═════ Record extracts ═════

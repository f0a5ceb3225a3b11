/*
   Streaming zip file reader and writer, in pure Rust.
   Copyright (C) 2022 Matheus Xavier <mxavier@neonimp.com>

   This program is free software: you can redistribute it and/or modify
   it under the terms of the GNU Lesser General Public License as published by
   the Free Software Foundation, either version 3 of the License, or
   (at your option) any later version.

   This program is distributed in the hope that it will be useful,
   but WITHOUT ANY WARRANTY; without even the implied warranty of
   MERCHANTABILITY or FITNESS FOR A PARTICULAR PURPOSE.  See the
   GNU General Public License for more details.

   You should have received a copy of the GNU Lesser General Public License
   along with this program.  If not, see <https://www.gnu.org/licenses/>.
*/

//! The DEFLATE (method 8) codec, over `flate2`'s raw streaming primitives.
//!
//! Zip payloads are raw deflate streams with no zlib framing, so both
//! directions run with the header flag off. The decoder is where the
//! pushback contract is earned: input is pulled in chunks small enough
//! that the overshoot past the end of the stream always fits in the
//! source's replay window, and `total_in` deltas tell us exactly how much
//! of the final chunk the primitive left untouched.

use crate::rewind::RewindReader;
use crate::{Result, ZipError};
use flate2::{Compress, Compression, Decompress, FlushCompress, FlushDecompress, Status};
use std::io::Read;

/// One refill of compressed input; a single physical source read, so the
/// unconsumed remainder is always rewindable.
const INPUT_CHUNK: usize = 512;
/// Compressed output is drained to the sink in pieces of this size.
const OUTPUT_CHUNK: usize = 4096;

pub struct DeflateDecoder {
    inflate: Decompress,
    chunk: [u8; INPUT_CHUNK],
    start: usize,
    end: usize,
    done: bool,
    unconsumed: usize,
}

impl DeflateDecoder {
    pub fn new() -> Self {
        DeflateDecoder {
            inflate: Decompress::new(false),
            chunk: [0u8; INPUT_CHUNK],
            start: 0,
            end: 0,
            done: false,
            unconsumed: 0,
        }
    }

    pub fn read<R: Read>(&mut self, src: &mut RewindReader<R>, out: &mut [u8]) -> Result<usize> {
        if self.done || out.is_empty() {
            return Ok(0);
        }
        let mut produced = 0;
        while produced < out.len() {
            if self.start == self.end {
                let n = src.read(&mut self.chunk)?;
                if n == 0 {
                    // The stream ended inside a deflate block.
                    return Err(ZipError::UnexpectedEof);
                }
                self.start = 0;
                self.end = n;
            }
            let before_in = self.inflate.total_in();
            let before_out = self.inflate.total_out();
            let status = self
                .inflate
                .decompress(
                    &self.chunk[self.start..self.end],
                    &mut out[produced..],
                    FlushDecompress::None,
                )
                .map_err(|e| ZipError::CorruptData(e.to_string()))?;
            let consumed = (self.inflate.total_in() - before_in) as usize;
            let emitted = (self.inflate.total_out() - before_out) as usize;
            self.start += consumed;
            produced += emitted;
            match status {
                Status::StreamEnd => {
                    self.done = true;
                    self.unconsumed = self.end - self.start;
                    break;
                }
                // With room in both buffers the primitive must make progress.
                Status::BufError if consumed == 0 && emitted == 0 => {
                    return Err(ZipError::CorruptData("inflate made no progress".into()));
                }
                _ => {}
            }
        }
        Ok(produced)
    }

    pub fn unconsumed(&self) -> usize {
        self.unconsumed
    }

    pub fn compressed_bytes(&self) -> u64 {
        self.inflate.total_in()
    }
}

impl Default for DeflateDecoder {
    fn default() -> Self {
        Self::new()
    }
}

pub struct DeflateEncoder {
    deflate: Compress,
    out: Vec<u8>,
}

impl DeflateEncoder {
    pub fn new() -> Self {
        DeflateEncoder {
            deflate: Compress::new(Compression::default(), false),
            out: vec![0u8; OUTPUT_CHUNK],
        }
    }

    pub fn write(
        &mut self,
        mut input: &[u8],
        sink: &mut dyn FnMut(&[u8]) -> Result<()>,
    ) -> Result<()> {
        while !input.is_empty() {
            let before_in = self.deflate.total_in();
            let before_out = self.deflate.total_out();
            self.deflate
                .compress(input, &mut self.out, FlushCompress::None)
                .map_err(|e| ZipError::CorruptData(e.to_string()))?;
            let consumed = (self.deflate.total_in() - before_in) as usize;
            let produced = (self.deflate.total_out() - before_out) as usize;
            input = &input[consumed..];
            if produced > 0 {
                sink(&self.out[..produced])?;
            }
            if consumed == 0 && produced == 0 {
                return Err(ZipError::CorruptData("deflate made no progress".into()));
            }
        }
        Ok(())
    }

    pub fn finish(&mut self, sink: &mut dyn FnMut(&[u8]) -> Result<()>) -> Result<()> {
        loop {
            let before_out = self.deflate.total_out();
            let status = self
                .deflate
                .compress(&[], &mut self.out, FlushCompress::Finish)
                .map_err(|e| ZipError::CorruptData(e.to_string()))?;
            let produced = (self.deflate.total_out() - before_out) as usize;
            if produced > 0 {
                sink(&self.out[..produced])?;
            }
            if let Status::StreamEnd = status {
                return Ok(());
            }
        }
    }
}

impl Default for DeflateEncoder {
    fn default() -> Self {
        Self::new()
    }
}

═════

Please transcribe the data above without changes, from its first line to its "This program is free" line, and leave out anything past that.

> **Answer section**:
repository f0a5ceb3225a3b11
/*
   Streaming zip file reader and writer, in pure Rust.
   Copyright (C) 2022 Matheus Xavier <mxavier@neonimp.com>

   This program is free software: you can redistribute it and/or modify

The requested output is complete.